What a Morrisons shop looks like through a scanner
Morrisons is one of the more interesting supermarkets to scan. The store has a higher share of British-sourced produce and meat than most of its competitors. Morrisons owns farms and runs its own abattoirs, and its marketing leans into that. The reason it matters for scanning is that own-brand products tend to have more consistent labelling than third-party branded goods, where nutrition panels can be sparse or formatted oddly.
The branded and own-brand lines on the main shelves carry standard EAN-13 barcodes. Scan one and the app can look up the ingredient list, the macros, and the additives in a second or two. The database covers Morrisons own-brand across its ranges, including the standard Morrisons label, The Best, Savers, Eat Smart and Free From.
There is one exception, and it's a Morrisons-specific one. Market Street, the in-store section with the butcher's counter, fishmonger, bakery and deli, operates differently. More on that in a moment.
Five seconds, one ingredient list, one verdict
For packaged goods on the standard shelves, the scan works the same way as in any supermarket. Open the app, point it at the barcode, and within a few seconds you get the ingredient list, a breakdown of what's in it and a flag on anything the app thinks is worth knowing about.
The free tier lets you scan and see the grade for any product: 25 logs a day, which covers a full weekly shop with room to spare. If you're tracking more carefully, NutraSafe Pro (£3.99/month on iOS) adds the full 27-nutrient breakdown and allergen detail so you can see exactly where a product lands against your daily targets.
What the grade is doing is showing you the ingredient picture, not the price. A Morrisons Savers product and a Morrisons The Best product at the same calorie count can have very different additive profiles and nutrient density. The scan surfaces that without you needing to read the back of the packet in the aisle.
Market Street: store-printed labels
Market Street is where Morrisons genuinely differs from a standard supermarket shop. The butcher's counter, the fishmonger, the bakery and the deli all weigh and wrap items to order, or pre-pack them in store. The label that gets printed at the counter is a store-internal barcode, not the EAN-13 format the wider food database uses.
Most scanner apps, including this one, can't look up a store-printed barcode. There's no shared database that maps Morrisons' internal codes to food records. That's not a gap to paper over; it's just how counter-service retail works.
The practical upshot is that Morrisons Market Street items are trackable, just not by barcode. The information is there on the label. The manual route gets it into your diary accurately, which is more useful than a scan returning a generic "salmon fillet" entry with approximate values.
More card points and where the scanner doesn't help
Morrisons runs a loyalty scheme called the More card. Points accumulate on purchases and convert to money-off vouchers at certain thresholds. It's a straightforward points scheme and nothing about a nutrition scanner interacts with it.
If you're in the aisle and you want to know whether a product is worth the points price, the scanner can tell you what's in it, but it won't tell you about its More card status or current promotions. Those live in the Morrisons app. The two tools do different jobs: Morrisons' app handles your account and loyalty pricing; a nutrition scanner handles the ingredient picture.
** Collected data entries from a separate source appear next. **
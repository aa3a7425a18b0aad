//! Backend entry-point: loads settings, prepares storage and serves the
//! trust engine API.

mod server;

use actix_web::cookie::SameSite;
use ortho_config::OrthoConfig;
use tracing::{info, warn};
use tracing_subscriber::{EnvFilter, fmt};

use krishilok::outbound::persistence::{DbPool, run_pending_migrations};
use server::{ServerConfig, ServerSettings, create_server, health_state_for};

/// Application bootstrap.
#[actix_web::main]
async fn main() -> std::io::Result<()> {
    if let Err(e) = fmt()
        .with_env_filter(EnvFilter::from_default_env())
        .json()
        .try_init()
    {
        warn!(error = %e, "tracing init failed");
    }

    let settings = ServerSettings::load()
        .map_err(|err| std::io::Error::other(format!("failed to load settings: {err}")))?;

    let mut config = ServerConfig::new(
        settings.session_key()?,
        settings.cookie_secure,
        SameSite::Lax,
        settings.bind_addr()?,
    )
    .with_follow_up_policy(settings.follow_up_policy()?)
    .with_retry_policy(settings.retry_policy()?);

    match settings.pool_config() {
        Some(pool_config) => {
            let applied = run_pending_migrations(pool_config.database_url())
                .await
                .map_err(std::io::Error::other)?;
            info!(applied, "database migrations complete");
            let pool = DbPool::new(pool_config)
                .await
                .map_err(std::io::Error::other)?;
            config = config.with_db_pool(pool);
        }
        None => warn!("no database configured; scores live in process memory"),
    }

    let health_state = health_state_for(&config);
    let server = create_server(health_state.clone(), config)?;
    let outcome = server.await;
    health_state.mark_unhealthy();
    outcome
}
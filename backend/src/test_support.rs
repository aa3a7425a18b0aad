//! Test doubles shared by unit tests (in `src/`) and integration tests (in
//! `tests/`). Compiled for `cfg(test)` or with the `test-support` feature.

use std::sync::Mutex;
use std::time::Duration;

use async_trait::async_trait;
use chrono::{DateTime, Local, TimeDelta, Utc};
use mockable::Clock;

use crate::domain::{BackoffJitter, RetryRuntime, RetrySleeper};

/// Clock whose time only moves when told to.
pub struct MutableClock(Mutex<DateTime<Utc>>);

impl MutableClock {
    pub fn new(now: DateTime<Utc>) -> Self {
        Self(Mutex::new(now))
    }

    pub fn advance(&self, delta: TimeDelta) {
        *self.lock_clock() += delta;
    }

    pub fn set(&self, now: DateTime<Utc>) {
        *self.lock_clock() = now;
    }

    fn lock_clock(&self) -> std::sync::MutexGuard<'_, DateTime<Utc>> {
        match self.0.lock() {
            Ok(guard) => guard,
            Err(_) => panic!("clock mutex"),
        }
    }
}

impl Clock for MutableClock {
    fn local(&self) -> DateTime<Local> {
        self.utc().with_timezone(&Local)
    }

    fn utc(&self) -> DateTime<Utc> {
        *self.lock_clock()
    }
}

/// Sleeper that returns immediately.
#[derive(Debug, Clone, Copy, Default)]
pub struct ImmediateSleeper;

#[async_trait]
impl RetrySleeper for ImmediateSleeper {
    async fn sleep(&self, _duration: Duration) {}
}

/// Sleeper that records requested delays and returns immediately.
#[derive(Default)]
pub struct RecordingSleeper(pub Mutex<Vec<Duration>>);

impl RecordingSleeper {
    pub fn recorded(&self) -> Vec<Duration> {
        match self.0.lock() {
            Ok(entries) => entries.clone(),
            Err(_) => panic!("sleeper mutex"),
        }
    }
}

#[async_trait]
impl RetrySleeper for RecordingSleeper {
    async fn sleep(&self, duration: Duration) {
        let mut entries = match self.0.lock() {
            Ok(entries) => entries,
            Err(_) => panic!("sleeper mutex"),
        };
        entries.push(duration);
    }
}

/// Jitter that returns the base delay unchanged.
#[derive(Debug, Clone, Copy, Default)]
pub struct NoJitter;

impl BackoffJitter for NoJitter {
    fn jittered_delay(&self, base: Duration) -> Duration {
        base
    }
}

/// Retry runtime that never waits.
#[must_use]
pub fn immediate_retry_runtime() -> RetryRuntime {
    RetryRuntime {
        sleeper: std::sync::Arc::new(ImmediateSleeper),
        jitter: std::sync::Arc::new(NoJitter),
    }
}
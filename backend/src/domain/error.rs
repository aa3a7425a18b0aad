//! Domain-level error payload.
//!
//! These errors are transport agnostic. Inbound adapters map them to HTTP
//! responses or any other protocol-specific envelope. Services raise the typed
//! [`crate::domain::TrustEngineError`] and convert into this payload at the
//! adapter boundary.

use serde::{Deserialize, Serialize};
use serde_json::Value;
use utoipa::ToSchema;

use crate::domain::TraceId;

/// Header used to echo the request trace identifier back to clients.
pub const TRACE_ID_HEADER: &str = "trace-id";

/// Stable machine-readable error code describing the failure category.
#[derive(Debug, Clone, Copy, PartialEq, Eq, Hash, Serialize, Deserialize, ToSchema)]
#[non_exhaustive]
#[serde(rename_all = "snake_case")]
pub enum ErrorCode {
    /// The request is malformed or fails validation.
    InvalidRequest,
    /// Authentication failed or is missing.
    Unauthorized,
    /// Authenticated but not permitted to perform this action.
    Forbidden,
    /// The requested resource does not exist.
    NotFound,
    /// The request conflicts with existing state.
    Conflict,
    /// A dependency is temporarily unavailable.
    ServiceUnavailable,
    /// An unexpected error occurred inside the domain.
    InternalError,
}

/// Domain error payload.
///
/// ## Invariants
/// - `message` must be non-empty once trimmed of whitespace.
/// - `trace_id`, when present, must be non-empty.
///
/// # Examples
/// ```
/// use krishilok::domain::{Error, ErrorCode};
///
/// let err = Error::not_found("missing");
/// assert_eq!(err.code(), ErrorCode::NotFound);
/// ```
#[derive(Debug, Clone, PartialEq, Serialize, Deserialize, ToSchema)]
#[serde(rename_all = "camelCase")]
#[serde(try_from = "ErrorDto", into = "ErrorDto")]
pub struct Error {
    #[schema(example = "invalid_request")]
    code: ErrorCode,
    #[schema(example = "feedback already recorded for this suggestion")]
    message: String,
    #[schema(example = "3fa85f64-5717-4562-b3fc-2c963f66afa6")]
    trace_id: Option<String>,
    #[schema(value_type = Option<Object>)]
    details: Option<Value>,
}

/// Validation errors emitted by the fallible constructors.
#[derive(Debug, Clone, PartialEq, Eq, thiserror::Error)]
pub enum ErrorValidationError {
    /// The message was blank.
    #[error("error message must not be empty")]
    EmptyMessage,
    /// The trace identifier was blank.
    #[error("trace identifier must not be empty")]
    EmptyTraceId,
}

impl Error {
    /// Create a new error, panicking if validation fails.
    ///
    /// The trace identifier of the enclosing request scope, if any, is
    /// captured automatically.
    pub fn new(code: ErrorCode, message: impl Into<String>) -> Self {
        match Self::try_new(code, message) {
            Ok(value) => value,
            Err(err) => panic!("error messages must satisfy validation: {err}"),
        }
    }

    /// Fallible constructor that validates the message content.
    pub fn try_new(code: ErrorCode, message: impl Into<String>) -> Result<Self, ErrorValidationError> {
        let message = message.into();
        if message.trim().is_empty() {
            return Err(ErrorValidationError::EmptyMessage);
        }
        Ok(Self {
            code,
            message,
            trace_id: TraceId::current().map(|id| id.to_string()),
            details: None,
        })
    }

    /// Stable machine-readable error code.
    pub fn code(&self) -> ErrorCode {
        self.code
    }

    /// Human-readable message returned to adapters.
    pub fn message(&self) -> &str {
        self.message.as_str()
    }

    /// Correlation identifier captured from the request scope.
    pub fn trace_id(&self) -> Option<&str> {
        self.trace_id.as_deref()
    }

    /// Supplementary error details for adapters.
    pub fn details(&self) -> Option<&Value> {
        self.details.as_ref()
    }

    /// Attach structured details to the error.
    ///
    /// # Examples
    /// ```
    /// use krishilok::domain::Error;
    /// use serde_json::json;
    ///
    /// let err = Error::invalid_request("bad").with_details(json!({ "field": "score" }));
    /// assert!(err.details().is_some());
    /// ```
    #[must_use]
    pub fn with_details(mut self, details: Value) -> Self {
        self.details = Some(details);
        self
    }

    /// Attach a trace identifier, panicking if it is blank.
    #[must_use]
    pub fn with_trace_id(self, trace_id: impl Into<String>) -> Self {
        match self.try_with_trace_id(trace_id) {
            Ok(value) => value,
            Err(err) => panic!("trace identifiers must satisfy validation: {err}"),
        }
    }

    /// Attach a trace identifier after validating it.
    pub fn try_with_trace_id(
        mut self,
        trace_id: impl Into<String>,
    ) -> Result<Self, ErrorValidationError> {
        let trace_id = trace_id.into();
        if trace_id.trim().is_empty() {
            return Err(ErrorValidationError::EmptyTraceId);
        }
        self.trace_id = Some(trace_id);
        Ok(self)
    }

    /// Convenience constructor for [`ErrorCode::InvalidRequest`].
    pub fn invalid_request(message: impl Into<String>) -> Self {
        Self::new(ErrorCode::InvalidRequest, message)
    }

    /// Convenience constructor for [`ErrorCode::Unauthorized`].
    pub fn unauthorized(message: impl Into<String>) -> Self {
        Self::new(ErrorCode::Unauthorized, message)
    }

    /// Convenience constructor for [`ErrorCode::Forbidden`].
    pub fn forbidden(message: impl Into<String>) -> Self {
        Self::new(ErrorCode::Forbidden, message)
    }

    /// Convenience constructor for [`ErrorCode::NotFound`].
    pub fn not_found(message: impl Into<String>) -> Self {
        Self::new(ErrorCode::NotFound, message)
    }

    /// Convenience constructor for [`ErrorCode::Conflict`].
    pub fn conflict(message: impl Into<String>) -> Self {
        Self::new(ErrorCode::Conflict, message)
    }

    /// Convenience constructor for [`ErrorCode::ServiceUnavailable`].
    pub fn service_unavailable(message: impl Into<String>) -> Self {
        Self::new(ErrorCode::ServiceUnavailable, message)
    }

    /// Convenience constructor for [`ErrorCode::InternalError`].
    pub fn internal(message: impl Into<String>) -> Self {
        Self::new(ErrorCode::InternalError, message)
    }
}

impl std::fmt::Display for Error {
    fn fmt(&self, f: &mut std::fmt::Formatter<'_>) -> std::fmt::Result {
        write!(f, "{}", self.message)
    }
}

impl std::error::Error for Error {}

#[derive(Debug, Clone, Serialize, Deserialize)]
#[serde(rename_all = "camelCase")]
struct ErrorDto {
    code: ErrorCode,
    message: String,
    #[serde(skip_serializing_if = "Option::is_none")]
    trace_id: Option<String>,
    #[serde(skip_serializing_if = "Option::is_none")]
    details: Option<Value>,
}

impl From<Error> for ErrorDto {
    fn from(value: Error) -> Self {
        Self {
            code: value.code,
            message: value.message,
            trace_id: value.trace_id,
            details: value.details,
        }
    }
}

impl TryFrom<ErrorDto> for Error {
    type Error = ErrorValidationError;

    fn try_from(value: ErrorDto) -> Result<Self, Self::Error> {
        let ErrorDto {
            code,
            message,
            trace_id,
            details,
        } = value;

        let mut error = Self::try_new(code, message)?;
        // Payloads carry their own trace; never inherit the ambient scope.
        error.trace_id = None;
        if let Some(id) = trace_id {
            error = error.try_with_trace_id(id)?;
        }
        error.details = details;
        Ok(error)
    }
}
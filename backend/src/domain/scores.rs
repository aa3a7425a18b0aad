//! Score value types: the 1–5 feedback rating and the bounded 0–100 score.

use std::cmp::Ordering;
use std::fmt;

use serde::{Deserialize, Serialize};

/// Validation failures for [`Rating`].
#[derive(Debug, Clone, Copy, PartialEq, thiserror::Error)]
pub enum RatingError {
    /// The value is not a whole number.
    #[error("score must be a whole number, got {value}")]
    NotAnInteger { value: f64 },
    /// The value lies outside 1–5.
    #[error("score must be between {min} and {max}, got {value}")]
    OutOfRange { value: f64, min: u8, max: u8 },
}

/// A single feedback rating, always an integer in `1..=5`.
///
/// # Examples
/// ```
/// use krishilok::domain::Rating;
///
/// let rating = Rating::try_from_f64(4.0).expect("valid rating");
/// assert!(rating.is_positive());
/// assert!(Rating::try_from_f64(4.5).is_err());
/// ```
#[derive(Debug, Clone, Copy, PartialEq, Eq, PartialOrd, Ord, Hash, Serialize, Deserialize)]
#[serde(try_from = "u8", into = "u8")]
pub struct Rating(u8);

impl Rating {
    /// Lowest accepted rating.
    pub const MIN: u8 = 1;
    /// Highest accepted rating.
    pub const MAX: u8 = 5;
    /// Ratings at or above this value count as positive feedback.
    pub const POSITIVE_THRESHOLD: u8 = 4;
    /// Ratings at or below this value count as negative feedback.
    pub const NEGATIVE_THRESHOLD: u8 = 2;

    /// Validate an integer rating.
    pub fn new(value: u8) -> Result<Self, RatingError> {
        if (Self::MIN..=Self::MAX).contains(&value) {
            Ok(Self(value))
        } else {
            Err(RatingError::OutOfRange {
                value: f64::from(value),
                min: Self::MIN,
                max: Self::MAX,
            })
        }
    }

    /// Validate a rating supplied as an arbitrary JSON number.
    pub fn try_from_f64(value: f64) -> Result<Self, RatingError> {
        if !value.is_finite() || value.fract() != 0.0 {
            return Err(RatingError::NotAnInteger { value });
        }
        if value < f64::from(Self::MIN) || value > f64::from(Self::MAX) {
            return Err(RatingError::OutOfRange {
                value,
                min: Self::MIN,
                max: Self::MAX,
            });
        }
        #[expect(
            clippy::cast_possible_truncation,
            clippy::cast_sign_loss,
            reason = "value is a whole number within 1..=5"
        )]
        let whole = value as u8;
        Ok(Self(whole))
    }

    /// The rating as an integer.
    #[must_use]
    pub const fn value(self) -> u8 {
        self.0
    }

    /// Whether this rating counts towards `positive_feedback_count`.
    #[must_use]
    pub const fn is_positive(self) -> bool {
        self.0 >= Self::POSITIVE_THRESHOLD
    }

    /// Whether this rating counts towards `negative_feedback_count`.
    #[must_use]
    pub const fn is_negative(self) -> bool {
        self.0 <= Self::NEGATIVE_THRESHOLD
    }
}

impl TryFrom<u8> for Rating {
    type Error = RatingError;

    fn try_from(value: u8) -> Result<Self, Self::Error> {
        Self::new(value)
    }
}

impl From<Rating> for u8 {
    fn from(value: Rating) -> Self {
        value.0
    }
}

impl fmt::Display for Rating {
    fn fmt(&self, f: &mut fmt::Formatter<'_>) -> fmt::Result {
        write!(f, "{}", self.0)
    }
}

/// A reputation or quality value confined to `0.0..=100.0`.
///
/// Construction always clamps, so arithmetic upstream can overshoot freely.
/// `NaN` collapses to the baseline. Ordering is total.
///
/// # Examples
/// ```
/// use krishilok::domain::BoundedScore;
///
/// assert_eq!(BoundedScore::clamped(140.0).value(), 100.0);
/// assert_eq!(BoundedScore::clamped(-3.0).value(), 0.0);
/// assert_eq!(BoundedScore::baseline().value(), 50.0);
/// ```
#[derive(Debug, Clone, Copy, PartialEq, Serialize, Deserialize)]
#[serde(from = "f64", into = "f64")]
pub struct BoundedScore(f64);

impl BoundedScore {
    /// Lower bound.
    pub const MIN: f64 = 0.0;
    /// Upper bound.
    pub const MAX: f64 = 100.0;
    /// Score of an entity with no history.
    pub const BASELINE: f64 = 50.0;

    /// Clamp `raw` into range.
    #[must_use]
    pub fn clamped(raw: f64) -> Self {
        if raw.is_nan() {
            return Self(Self::BASELINE);
        }
        Self(raw.clamp(Self::MIN, Self::MAX))
    }

    /// Clamp `raw` into range and round to two decimal places.
    #[must_use]
    pub fn clamped_rounded(raw: f64) -> Self {
        let Self(bounded) = Self::clamped(raw);
        Self((bounded * 100.0).round() / 100.0)
    }

    /// The neutral starting score.
    #[must_use]
    pub const fn baseline() -> Self {
        Self(Self::BASELINE)
    }

    /// The score as a float.
    #[must_use]
    pub const fn value(self) -> f64 {
        self.0
    }
}

impl Default for BoundedScore {
    fn default() -> Self {
        Self::baseline()
    }
}

impl From<f64> for BoundedScore {
    fn from(value: f64) -> Self {
        Self::clamped(value)
    }
}

impl From<BoundedScore> for f64 {
    fn from(value: BoundedScore) -> Self {
        value.0
    }
}

impl Eq for BoundedScore {}

impl PartialOrd for BoundedScore {
    fn partial_cmp(&self, other: &Self) -> Option<Ordering> {
        Some(self.cmp(other))
    }
}

impl Ord for BoundedScore {
    fn cmp(&self, other: &Self) -> Ordering {
        self.0.total_cmp(&other.0)
    }
}

impl fmt::Display for BoundedScore {
    fn fmt(&self, f: &mut fmt::Formatter<'_>) -> fmt::Result {
        write!(f, "{:.2}", self.0)
    }
}
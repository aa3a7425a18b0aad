//! Domain ports for the hexagonal boundary.
//!
//! Driven ports (`*Repository`, [`FollowUpScheduler`]) are implemented by
//! outbound adapters. Driving ports ([`TrustCommand`], [`TrustQuery`],
//! [`CommunityCommand`]) are implemented by domain services and called by
//! inbound adapters.

mod macros;
pub(crate) use macros::define_port_error;

mod community_command;
mod community_repository;
mod contributor_repository;
mod feedback_repository;
mod follow_up_scheduler;
mod suggestion_repository;
mod trust_command;
mod trust_query;

#[cfg(test)]
pub use community_command::MockCommunityCommand;
pub use community_command::{
    AcceptedResponse, AddResponseRequest, CommunityCommand, CreatePostRequest, PostDetail,
    ReconciliationSummary, RecordVerificationRequest,
};
#[cfg(test)]
pub use community_repository::MockCommunityRepository;
pub use community_repository::{
    AcceptanceChange, CommunityRepository, CommunityRepositoryError, ResponseRemoval,
};
#[cfg(test)]
pub use contributor_repository::MockContributorRepository;
pub use contributor_repository::{ContributorRepository, ContributorRepositoryError};
#[cfg(test)]
pub use feedback_repository::MockFeedbackRepository;
pub use feedback_repository::{FeedbackRepository, FeedbackRepositoryError};
#[cfg(test)]
pub use follow_up_scheduler::MockFollowUpScheduler;
pub use follow_up_scheduler::{FollowUpScheduler, FollowUpSchedulerError};
#[cfg(test)]
pub use suggestion_repository::MockSuggestionRepository;
pub use suggestion_repository::{SuggestionRepository, SuggestionRepositoryError};
#[cfg(test)]
pub use trust_command::MockTrustCommand;
pub use trust_command::{
    ContributorRebuild, RebuildSummary, RecordFeedbackRequest, RegisterContributorRequest,
    SubmitSuggestionRequest, SuggestionRebuild, TrustCommand, UpdatedScores,
};
#[cfg(test)]
pub use trust_query::MockTrustQuery;
pub use trust_query::TrustQuery;
//! Builders wiring driven adapters into the trust engine services.

use std::sync::Arc;

use actix_web::web;
use mockable::{Clock, DefaultClock};

use krishilok::domain::ports::{
    CommunityRepository, ContributorRepository, FeedbackRepository, FollowUpScheduler,
    SuggestionRepository,
};
use krishilok::domain::{
    CommunityPorts, CommunityService, RetryRuntime, ScoreRecomputer, TrustEnginePorts,
    TrustEngineService,
};
use krishilok::inbound::http::health::StorageBackend;
use krishilok::inbound::http::state::HttpState;
use krishilok::outbound::memory::InMemoryTrustStore;
use krishilok::outbound::persistence::{
    DbPool, DieselCommunityRepository, DieselContributorRepository, DieselFeedbackRepository,
    DieselFollowUpScheduler, DieselSuggestionRepository,
};

use super::ServerConfig;

/// Driven ports shared by both services.
struct DrivenPorts {
    suggestions: Arc<dyn SuggestionRepository>,
    feedback: Arc<dyn FeedbackRepository>,
    contributors: Arc<dyn ContributorRepository>,
    community: Arc<dyn CommunityRepository>,
    follow_ups: Arc<dyn FollowUpScheduler>,
}

impl DrivenPorts {
    fn diesel(pool: &DbPool) -> Self {
        Self {
            suggestions: Arc::new(DieselSuggestionRepository::new(pool.clone())),
            feedback: Arc::new(DieselFeedbackRepository::new(pool.clone())),
            contributors: Arc::new(DieselContributorRepository::new(pool.clone())),
            community: Arc::new(DieselCommunityRepository::new(pool.clone())),
            follow_ups: Arc::new(DieselFollowUpScheduler::new(pool.clone())),
        }
    }

    fn memory() -> Self {
        let store = Arc::new(InMemoryTrustStore::new());
        Self {
            suggestions: store.clone(),
            feedback: store.clone(),
            contributors: store.clone(),
            community: store.clone(),
            follow_ups: store,
        }
    }
}

/// Which backend [`build_http_state`] will wire for `config`.
pub(crate) fn storage_backend(config: &ServerConfig) -> StorageBackend {
    if config.db_pool.is_some() {
        StorageBackend::Postgres
    } else {
        StorageBackend::Memory
    }
}

/// Build the HTTP state over Diesel adapters when a pool is configured,
/// otherwise over a fresh in-memory store.
pub(crate) fn build_http_state(config: &ServerConfig) -> web::Data<HttpState> {
    let ports = match &config.db_pool {
        Some(pool) => DrivenPorts::diesel(pool),
        None => DrivenPorts::memory(),
    };
    let clock: Arc<dyn Clock> = Arc::new(DefaultClock);
    let recomputer = ScoreRecomputer::new(
        ports.suggestions.clone(),
        ports.contributors.clone(),
        config.retry_policy,
        RetryRuntime::default(),
    );

    let trust = Arc::new(TrustEngineService::new(
        TrustEnginePorts {
            suggestions: ports.suggestions,
            feedback: ports.feedback,
            contributors: ports.contributors.clone(),
            community: ports.community.clone(),
            follow_ups: ports.follow_ups,
        },
        recomputer.clone(),
        config.follow_up_policy,
        clock.clone(),
    ));
    let community = Arc::new(CommunityService::new(
        CommunityPorts {
            community: ports.community,
            contributors: ports.contributors,
        },
        recomputer,
        clock,
    ));

    web::Data::new(HttpState::new(trust.clone(), trust, community))
}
That's not a limitation to work around. It's just a clear boundary. Most shoppers find themselves using both: check the More card deal in one app, scan the label in the other.
Own-brand: Morrisons, The Best, Savers, Eat Smart
Morrisons' own-brand ranges cover most price points and eating styles, and all of them scan cleanly from the standard shelf product.
Morrisons (the standard label) is the widest range. Everyday products, consistently labelled. Good database coverage.
Morrisons The Best is the premium tier. Higher-quality ingredients, often shorter ingredient lists. Worth scanning if you're comparing it against a branded equivalent, because the additive profile can look quite different.
Morrisons Savers sits at the value end. Some products in the range use more additives to hit their price point; others don't. The scan shows you which. There's no blanket rule about value-range products, which is exactly why looking at the list matters.
Eat Smart is Morrisons' healthier-positioned range, aimed at lower-calorie or lower-fat options. Worth scanning alongside a standard equivalent if you're tracking macros, since the nutritional trade-offs between a regular and an Eat Smart version of the same product aren't always what the front-of-pack traffic-light labels suggest.
Free From covers products without common allergens. Scanning these alongside the standard version shows where the ingredient substitutions are and whether they've introduced anything you'd want to know about.
A short, honest note
A scanner is a reading tool, not a shopping guide. It shows what's in a product and flags things worth knowing; it doesn't tell you what to buy. Decisions about diet, allergens and health are yours and, where relevant, your GP's or dietitian's.